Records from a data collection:
'''

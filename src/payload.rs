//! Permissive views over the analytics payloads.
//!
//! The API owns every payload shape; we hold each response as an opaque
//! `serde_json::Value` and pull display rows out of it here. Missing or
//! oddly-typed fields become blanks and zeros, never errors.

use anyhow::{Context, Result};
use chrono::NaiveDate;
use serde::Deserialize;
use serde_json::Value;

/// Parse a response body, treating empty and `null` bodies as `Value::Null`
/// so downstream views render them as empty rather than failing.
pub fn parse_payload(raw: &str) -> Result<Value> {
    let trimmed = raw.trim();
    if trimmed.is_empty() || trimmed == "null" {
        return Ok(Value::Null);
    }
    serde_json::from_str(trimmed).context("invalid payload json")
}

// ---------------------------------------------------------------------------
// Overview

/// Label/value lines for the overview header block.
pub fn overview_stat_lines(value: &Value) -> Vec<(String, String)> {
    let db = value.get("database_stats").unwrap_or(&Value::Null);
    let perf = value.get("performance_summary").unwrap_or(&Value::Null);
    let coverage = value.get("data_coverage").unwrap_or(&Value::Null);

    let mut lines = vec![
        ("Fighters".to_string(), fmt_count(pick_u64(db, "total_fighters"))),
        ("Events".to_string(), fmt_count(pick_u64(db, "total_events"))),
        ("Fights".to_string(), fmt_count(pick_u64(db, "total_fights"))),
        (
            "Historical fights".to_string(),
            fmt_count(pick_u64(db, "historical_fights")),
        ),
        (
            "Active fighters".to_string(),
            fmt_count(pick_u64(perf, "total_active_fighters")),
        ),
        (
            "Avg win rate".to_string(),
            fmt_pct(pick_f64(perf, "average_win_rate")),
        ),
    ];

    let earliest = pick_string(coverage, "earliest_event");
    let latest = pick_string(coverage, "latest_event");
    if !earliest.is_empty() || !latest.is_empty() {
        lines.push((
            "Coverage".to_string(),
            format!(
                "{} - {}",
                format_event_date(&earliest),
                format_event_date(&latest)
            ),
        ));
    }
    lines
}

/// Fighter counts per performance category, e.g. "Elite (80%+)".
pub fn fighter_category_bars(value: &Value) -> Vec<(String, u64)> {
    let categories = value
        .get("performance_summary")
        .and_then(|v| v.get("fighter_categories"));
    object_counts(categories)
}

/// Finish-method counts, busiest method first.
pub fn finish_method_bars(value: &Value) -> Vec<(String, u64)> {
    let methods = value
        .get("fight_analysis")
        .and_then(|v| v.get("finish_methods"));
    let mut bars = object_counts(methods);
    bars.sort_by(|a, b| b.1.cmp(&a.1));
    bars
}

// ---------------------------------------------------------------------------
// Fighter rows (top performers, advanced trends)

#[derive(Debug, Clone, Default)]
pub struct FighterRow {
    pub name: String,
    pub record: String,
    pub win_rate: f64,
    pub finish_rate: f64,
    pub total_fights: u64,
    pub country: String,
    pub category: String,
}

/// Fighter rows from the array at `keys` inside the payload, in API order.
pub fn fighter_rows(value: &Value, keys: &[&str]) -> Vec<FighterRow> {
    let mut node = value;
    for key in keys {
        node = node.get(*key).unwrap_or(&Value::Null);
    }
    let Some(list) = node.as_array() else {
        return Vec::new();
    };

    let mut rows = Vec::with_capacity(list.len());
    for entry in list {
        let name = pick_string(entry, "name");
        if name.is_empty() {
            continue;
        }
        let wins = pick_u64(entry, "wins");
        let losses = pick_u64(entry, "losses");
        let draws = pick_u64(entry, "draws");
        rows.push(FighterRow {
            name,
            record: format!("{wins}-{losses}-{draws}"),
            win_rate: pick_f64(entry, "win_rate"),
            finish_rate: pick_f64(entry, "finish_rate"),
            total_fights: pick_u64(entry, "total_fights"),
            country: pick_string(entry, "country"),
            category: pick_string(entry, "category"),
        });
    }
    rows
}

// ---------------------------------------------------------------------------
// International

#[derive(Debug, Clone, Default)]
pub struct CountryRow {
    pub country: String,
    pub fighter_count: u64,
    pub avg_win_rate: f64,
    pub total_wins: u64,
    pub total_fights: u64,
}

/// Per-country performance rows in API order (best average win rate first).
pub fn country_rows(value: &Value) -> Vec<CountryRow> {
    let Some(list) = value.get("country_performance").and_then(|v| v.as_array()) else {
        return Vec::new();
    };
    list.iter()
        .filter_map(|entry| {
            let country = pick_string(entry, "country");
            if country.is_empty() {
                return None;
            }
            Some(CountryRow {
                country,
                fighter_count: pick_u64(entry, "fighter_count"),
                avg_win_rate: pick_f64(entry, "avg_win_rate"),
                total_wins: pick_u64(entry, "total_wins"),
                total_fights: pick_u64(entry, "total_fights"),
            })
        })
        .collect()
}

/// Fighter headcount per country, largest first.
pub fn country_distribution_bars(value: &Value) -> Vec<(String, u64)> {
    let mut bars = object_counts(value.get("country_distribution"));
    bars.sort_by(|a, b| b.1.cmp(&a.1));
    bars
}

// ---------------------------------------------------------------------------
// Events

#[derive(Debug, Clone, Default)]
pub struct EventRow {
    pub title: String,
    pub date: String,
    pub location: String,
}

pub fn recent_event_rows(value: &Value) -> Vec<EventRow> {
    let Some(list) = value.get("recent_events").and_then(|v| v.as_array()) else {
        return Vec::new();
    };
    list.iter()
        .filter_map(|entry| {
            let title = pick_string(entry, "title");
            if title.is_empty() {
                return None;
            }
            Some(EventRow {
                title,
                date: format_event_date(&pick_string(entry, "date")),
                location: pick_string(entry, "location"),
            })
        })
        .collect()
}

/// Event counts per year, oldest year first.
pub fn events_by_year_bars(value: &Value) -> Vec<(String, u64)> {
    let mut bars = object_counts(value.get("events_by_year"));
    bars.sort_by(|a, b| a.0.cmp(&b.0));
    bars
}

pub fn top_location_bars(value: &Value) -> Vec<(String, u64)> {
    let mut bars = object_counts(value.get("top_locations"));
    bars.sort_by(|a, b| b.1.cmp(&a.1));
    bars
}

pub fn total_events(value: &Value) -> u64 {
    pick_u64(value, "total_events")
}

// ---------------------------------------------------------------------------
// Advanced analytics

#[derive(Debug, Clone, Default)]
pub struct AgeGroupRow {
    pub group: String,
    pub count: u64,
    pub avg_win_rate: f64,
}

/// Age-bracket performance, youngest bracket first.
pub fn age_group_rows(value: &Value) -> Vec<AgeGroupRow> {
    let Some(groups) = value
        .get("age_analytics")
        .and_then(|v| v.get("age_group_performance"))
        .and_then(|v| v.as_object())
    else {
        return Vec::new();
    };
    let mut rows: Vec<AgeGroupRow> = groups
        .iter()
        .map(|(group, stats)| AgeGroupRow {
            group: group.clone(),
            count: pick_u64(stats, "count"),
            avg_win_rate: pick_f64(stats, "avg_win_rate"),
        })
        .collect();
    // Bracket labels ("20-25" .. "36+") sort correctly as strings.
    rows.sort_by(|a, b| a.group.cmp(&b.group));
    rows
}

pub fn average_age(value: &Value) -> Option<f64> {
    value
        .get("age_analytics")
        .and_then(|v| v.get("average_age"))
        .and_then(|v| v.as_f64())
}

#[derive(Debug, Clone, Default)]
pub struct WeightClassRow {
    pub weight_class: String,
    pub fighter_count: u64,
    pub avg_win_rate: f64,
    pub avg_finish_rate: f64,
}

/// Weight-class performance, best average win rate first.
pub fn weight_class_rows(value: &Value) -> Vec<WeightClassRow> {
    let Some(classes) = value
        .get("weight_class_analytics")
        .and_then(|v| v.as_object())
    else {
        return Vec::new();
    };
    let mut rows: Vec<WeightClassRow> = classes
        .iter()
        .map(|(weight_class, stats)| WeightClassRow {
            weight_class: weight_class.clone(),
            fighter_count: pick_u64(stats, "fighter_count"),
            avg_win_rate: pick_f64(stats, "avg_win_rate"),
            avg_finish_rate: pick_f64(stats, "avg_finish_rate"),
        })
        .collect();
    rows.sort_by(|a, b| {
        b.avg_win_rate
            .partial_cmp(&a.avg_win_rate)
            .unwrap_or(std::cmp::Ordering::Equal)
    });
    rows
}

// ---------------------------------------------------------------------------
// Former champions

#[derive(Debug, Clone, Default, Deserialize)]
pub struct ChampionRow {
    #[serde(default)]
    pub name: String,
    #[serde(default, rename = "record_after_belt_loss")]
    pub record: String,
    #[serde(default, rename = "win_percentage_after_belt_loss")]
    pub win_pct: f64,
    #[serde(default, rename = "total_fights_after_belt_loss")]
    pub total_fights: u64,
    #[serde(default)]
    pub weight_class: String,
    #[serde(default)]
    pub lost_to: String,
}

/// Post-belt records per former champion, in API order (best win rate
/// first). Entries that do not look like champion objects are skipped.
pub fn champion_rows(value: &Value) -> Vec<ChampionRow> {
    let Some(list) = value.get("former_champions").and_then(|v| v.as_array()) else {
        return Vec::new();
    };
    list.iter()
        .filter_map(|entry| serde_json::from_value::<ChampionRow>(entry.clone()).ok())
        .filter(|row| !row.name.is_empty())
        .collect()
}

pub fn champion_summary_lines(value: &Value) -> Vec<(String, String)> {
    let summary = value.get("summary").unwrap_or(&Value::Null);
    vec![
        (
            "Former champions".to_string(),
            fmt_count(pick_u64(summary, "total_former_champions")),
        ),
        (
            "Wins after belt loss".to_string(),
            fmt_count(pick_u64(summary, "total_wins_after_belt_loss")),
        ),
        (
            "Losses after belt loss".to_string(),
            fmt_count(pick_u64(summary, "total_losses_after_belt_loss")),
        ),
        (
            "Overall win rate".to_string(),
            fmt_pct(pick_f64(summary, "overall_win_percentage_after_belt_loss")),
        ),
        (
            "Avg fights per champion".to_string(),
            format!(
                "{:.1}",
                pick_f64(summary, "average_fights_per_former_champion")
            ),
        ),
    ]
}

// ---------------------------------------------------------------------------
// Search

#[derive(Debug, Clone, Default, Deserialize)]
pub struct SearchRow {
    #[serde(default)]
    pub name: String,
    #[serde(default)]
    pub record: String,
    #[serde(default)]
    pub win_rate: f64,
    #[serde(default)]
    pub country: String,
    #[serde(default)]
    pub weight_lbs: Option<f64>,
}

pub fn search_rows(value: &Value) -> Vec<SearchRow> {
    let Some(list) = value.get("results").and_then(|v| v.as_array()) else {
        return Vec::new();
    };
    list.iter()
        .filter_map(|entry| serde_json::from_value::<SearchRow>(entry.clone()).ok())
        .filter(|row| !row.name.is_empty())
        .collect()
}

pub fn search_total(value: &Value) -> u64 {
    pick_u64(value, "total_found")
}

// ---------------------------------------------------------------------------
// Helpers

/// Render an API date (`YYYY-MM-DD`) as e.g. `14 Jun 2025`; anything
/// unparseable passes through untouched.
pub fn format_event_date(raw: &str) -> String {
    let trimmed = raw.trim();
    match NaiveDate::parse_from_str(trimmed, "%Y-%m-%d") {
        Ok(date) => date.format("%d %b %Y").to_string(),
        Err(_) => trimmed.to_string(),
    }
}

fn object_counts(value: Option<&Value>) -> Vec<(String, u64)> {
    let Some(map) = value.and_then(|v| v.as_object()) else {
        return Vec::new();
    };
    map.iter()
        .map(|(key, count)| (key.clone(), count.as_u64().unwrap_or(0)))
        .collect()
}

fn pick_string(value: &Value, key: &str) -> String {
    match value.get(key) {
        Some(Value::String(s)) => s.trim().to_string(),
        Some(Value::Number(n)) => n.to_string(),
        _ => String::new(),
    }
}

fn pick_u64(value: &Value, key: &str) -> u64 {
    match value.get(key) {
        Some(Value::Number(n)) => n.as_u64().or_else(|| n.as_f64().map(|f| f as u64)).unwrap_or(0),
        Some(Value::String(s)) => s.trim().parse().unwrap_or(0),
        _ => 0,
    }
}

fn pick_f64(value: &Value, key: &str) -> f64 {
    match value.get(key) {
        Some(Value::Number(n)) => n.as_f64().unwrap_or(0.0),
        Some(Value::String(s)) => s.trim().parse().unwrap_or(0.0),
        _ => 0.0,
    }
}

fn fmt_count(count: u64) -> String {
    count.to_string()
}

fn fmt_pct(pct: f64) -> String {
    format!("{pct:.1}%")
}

'''
'''

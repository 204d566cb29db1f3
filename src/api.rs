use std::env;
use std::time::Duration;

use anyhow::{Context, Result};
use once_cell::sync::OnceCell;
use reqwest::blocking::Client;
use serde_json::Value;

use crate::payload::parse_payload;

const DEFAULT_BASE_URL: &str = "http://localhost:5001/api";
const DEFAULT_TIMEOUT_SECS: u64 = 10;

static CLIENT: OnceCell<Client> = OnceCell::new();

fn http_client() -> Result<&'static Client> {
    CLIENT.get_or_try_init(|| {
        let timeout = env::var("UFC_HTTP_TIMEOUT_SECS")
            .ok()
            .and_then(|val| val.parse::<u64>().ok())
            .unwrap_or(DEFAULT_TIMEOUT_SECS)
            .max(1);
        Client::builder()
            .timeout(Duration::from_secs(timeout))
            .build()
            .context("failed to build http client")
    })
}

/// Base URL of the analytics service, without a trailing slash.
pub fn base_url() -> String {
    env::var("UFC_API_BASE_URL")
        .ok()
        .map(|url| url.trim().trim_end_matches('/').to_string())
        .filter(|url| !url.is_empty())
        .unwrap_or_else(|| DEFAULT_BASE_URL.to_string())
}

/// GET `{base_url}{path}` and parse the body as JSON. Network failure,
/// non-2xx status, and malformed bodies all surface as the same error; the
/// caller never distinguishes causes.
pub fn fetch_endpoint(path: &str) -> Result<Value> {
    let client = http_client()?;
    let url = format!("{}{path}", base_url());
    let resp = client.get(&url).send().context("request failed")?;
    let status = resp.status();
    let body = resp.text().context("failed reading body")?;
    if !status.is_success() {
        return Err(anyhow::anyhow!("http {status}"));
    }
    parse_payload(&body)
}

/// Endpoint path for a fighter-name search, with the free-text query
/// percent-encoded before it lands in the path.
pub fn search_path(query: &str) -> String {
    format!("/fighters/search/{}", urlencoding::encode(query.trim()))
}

'''
'''

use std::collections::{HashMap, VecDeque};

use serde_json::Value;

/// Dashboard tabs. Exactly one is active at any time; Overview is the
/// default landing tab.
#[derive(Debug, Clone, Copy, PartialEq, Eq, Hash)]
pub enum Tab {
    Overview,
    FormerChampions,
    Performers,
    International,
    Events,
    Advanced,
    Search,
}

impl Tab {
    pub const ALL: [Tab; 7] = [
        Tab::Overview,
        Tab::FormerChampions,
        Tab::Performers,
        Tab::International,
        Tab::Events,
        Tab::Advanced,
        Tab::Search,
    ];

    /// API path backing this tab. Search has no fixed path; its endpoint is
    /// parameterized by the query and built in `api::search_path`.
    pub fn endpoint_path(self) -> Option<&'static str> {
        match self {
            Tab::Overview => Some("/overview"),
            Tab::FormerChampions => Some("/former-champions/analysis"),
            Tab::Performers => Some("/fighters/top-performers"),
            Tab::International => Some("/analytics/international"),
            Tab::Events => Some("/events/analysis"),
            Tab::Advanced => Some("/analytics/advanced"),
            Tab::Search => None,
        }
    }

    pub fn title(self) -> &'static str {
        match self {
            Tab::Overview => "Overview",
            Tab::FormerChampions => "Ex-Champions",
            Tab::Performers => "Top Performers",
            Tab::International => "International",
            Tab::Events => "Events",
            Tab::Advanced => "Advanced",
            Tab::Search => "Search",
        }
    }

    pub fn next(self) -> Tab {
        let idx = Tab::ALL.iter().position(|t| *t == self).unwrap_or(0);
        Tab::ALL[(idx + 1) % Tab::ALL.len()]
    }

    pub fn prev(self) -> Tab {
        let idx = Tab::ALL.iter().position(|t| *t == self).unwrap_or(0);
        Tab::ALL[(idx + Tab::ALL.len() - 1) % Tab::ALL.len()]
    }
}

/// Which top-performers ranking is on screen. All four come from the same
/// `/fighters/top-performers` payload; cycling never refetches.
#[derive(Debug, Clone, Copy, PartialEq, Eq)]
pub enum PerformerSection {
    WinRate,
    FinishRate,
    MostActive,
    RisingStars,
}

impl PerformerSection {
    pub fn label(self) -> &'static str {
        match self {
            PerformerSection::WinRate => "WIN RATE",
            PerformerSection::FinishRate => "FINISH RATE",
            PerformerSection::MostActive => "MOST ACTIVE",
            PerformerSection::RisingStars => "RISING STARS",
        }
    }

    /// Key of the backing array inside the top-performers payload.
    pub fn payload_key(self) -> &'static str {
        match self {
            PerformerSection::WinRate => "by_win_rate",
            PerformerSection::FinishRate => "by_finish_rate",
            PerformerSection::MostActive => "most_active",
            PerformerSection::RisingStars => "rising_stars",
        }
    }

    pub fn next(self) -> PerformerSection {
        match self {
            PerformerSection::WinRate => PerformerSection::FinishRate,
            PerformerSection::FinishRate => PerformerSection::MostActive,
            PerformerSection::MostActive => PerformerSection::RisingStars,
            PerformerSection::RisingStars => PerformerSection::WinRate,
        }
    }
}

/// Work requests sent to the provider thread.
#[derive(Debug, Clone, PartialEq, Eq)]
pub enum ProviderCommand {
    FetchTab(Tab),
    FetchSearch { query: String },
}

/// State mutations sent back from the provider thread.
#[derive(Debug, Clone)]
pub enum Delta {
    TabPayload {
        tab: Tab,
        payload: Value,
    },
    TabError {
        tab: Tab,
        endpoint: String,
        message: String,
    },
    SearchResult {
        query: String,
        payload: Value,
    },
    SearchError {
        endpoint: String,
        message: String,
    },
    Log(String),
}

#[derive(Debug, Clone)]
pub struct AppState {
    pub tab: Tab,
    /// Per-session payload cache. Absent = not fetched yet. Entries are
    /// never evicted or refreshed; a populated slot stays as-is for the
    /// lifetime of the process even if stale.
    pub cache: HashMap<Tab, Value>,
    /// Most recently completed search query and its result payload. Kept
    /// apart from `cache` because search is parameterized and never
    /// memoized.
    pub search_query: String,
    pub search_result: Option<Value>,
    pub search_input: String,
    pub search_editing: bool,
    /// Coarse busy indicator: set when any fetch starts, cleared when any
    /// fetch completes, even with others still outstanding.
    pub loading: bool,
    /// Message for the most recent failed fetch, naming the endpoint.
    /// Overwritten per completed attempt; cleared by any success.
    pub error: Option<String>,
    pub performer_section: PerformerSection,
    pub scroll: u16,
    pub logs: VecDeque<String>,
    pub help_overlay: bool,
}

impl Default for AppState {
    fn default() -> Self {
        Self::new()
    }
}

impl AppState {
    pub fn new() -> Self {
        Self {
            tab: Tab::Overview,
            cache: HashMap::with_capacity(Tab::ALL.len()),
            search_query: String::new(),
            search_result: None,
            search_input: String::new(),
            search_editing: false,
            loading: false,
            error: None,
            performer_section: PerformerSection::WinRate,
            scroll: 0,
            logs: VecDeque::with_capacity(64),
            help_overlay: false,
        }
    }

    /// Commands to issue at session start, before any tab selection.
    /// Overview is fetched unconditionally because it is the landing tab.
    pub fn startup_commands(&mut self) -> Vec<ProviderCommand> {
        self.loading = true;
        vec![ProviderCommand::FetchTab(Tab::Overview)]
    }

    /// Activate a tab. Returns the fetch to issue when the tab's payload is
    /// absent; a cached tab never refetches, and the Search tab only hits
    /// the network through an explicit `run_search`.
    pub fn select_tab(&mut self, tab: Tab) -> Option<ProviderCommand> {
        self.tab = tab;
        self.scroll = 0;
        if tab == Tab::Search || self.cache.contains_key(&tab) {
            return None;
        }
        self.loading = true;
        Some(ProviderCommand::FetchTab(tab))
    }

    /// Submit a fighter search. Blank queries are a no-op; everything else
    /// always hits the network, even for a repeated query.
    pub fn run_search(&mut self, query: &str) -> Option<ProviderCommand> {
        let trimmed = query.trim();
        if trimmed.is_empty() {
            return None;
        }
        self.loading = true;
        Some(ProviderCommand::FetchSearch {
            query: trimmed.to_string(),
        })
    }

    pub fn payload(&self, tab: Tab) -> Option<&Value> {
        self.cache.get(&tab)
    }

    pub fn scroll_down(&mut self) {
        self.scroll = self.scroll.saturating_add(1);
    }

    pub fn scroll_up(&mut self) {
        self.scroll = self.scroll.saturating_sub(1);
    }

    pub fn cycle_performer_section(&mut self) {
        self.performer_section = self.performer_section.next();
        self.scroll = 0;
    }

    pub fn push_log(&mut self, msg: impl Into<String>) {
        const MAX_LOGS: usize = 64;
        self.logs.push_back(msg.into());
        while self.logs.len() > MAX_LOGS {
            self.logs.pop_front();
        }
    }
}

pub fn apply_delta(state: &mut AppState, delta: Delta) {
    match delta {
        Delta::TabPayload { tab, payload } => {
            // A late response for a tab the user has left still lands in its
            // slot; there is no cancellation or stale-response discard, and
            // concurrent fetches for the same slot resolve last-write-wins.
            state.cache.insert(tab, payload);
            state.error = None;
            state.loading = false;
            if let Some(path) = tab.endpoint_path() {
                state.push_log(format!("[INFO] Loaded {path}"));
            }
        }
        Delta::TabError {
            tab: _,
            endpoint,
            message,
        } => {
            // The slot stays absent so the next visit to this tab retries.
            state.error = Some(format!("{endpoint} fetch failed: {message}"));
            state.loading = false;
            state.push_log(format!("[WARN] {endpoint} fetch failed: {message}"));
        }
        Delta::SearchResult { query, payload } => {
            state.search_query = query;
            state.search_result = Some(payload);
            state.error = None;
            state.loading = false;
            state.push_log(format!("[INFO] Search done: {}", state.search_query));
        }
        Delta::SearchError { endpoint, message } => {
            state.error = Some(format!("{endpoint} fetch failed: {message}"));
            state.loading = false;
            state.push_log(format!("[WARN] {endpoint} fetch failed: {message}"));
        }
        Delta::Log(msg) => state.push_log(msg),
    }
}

'''

### WHAT IS BEING ASKED
Take the entries above and return only the lines from the one with "parameterized by the" to the one with "pub fn label(self)", both included, unchanged.

### SOLUTION TO THIS EXERCISE
    /// parameterized by the query and built in `api::search_path`.
    pub fn endpoint_path(self) -> Option<&'static str> {
        match self {
            Tab::Overview => Some("/overview"),
            Tab::FormerChampions => Some("/former-champions/analysis"),
            Tab::Performers => Some("/fighters/top-performers"),
            Tab::International => Some("/analytics/international"),
            Tab::Events => Some("/events/analysis"),
            Tab::Advanced => Some("/analytics/advanced"),
            Tab::Search => None,
        }
    }

    pub fn title(self) -> &'static str {
        match self {
            Tab::Overview => "Overview",
            Tab::FormerChampions => "Ex-Champions",
            Tab::Performers => "Top Performers",
            Tab::International => "International",
            Tab::Events => "Events",
            Tab::Advanced => "Advanced",
            Tab::Search => "Search",
        }
    }

    pub fn next(self) -> Tab {
        let idx = Tab::ALL.iter().position(|t| *t == self).unwrap_or(0);
        Tab::ALL[(idx + 1) % Tab::ALL.len()]
    }

    pub fn prev(self) -> Tab {
        let idx = Tab::ALL.iter().position(|t| *t == self).unwrap_or(0);
        Tab::ALL[(idx + Tab::ALL.len() - 1) % Tab::ALL.len()]
    }
}

/// Which top-performers ranking is on screen. All four come from the same
/// `/fighters/top-performers` payload; cycling never refetches.
#[derive(Debug, Clone, Copy, PartialEq, Eq)]
pub enum PerformerSection {
    WinRate,
    FinishRate,
    MostActive,
    RisingStars,
}

impl PerformerSection {
    pub fn label(self) -> &'static str {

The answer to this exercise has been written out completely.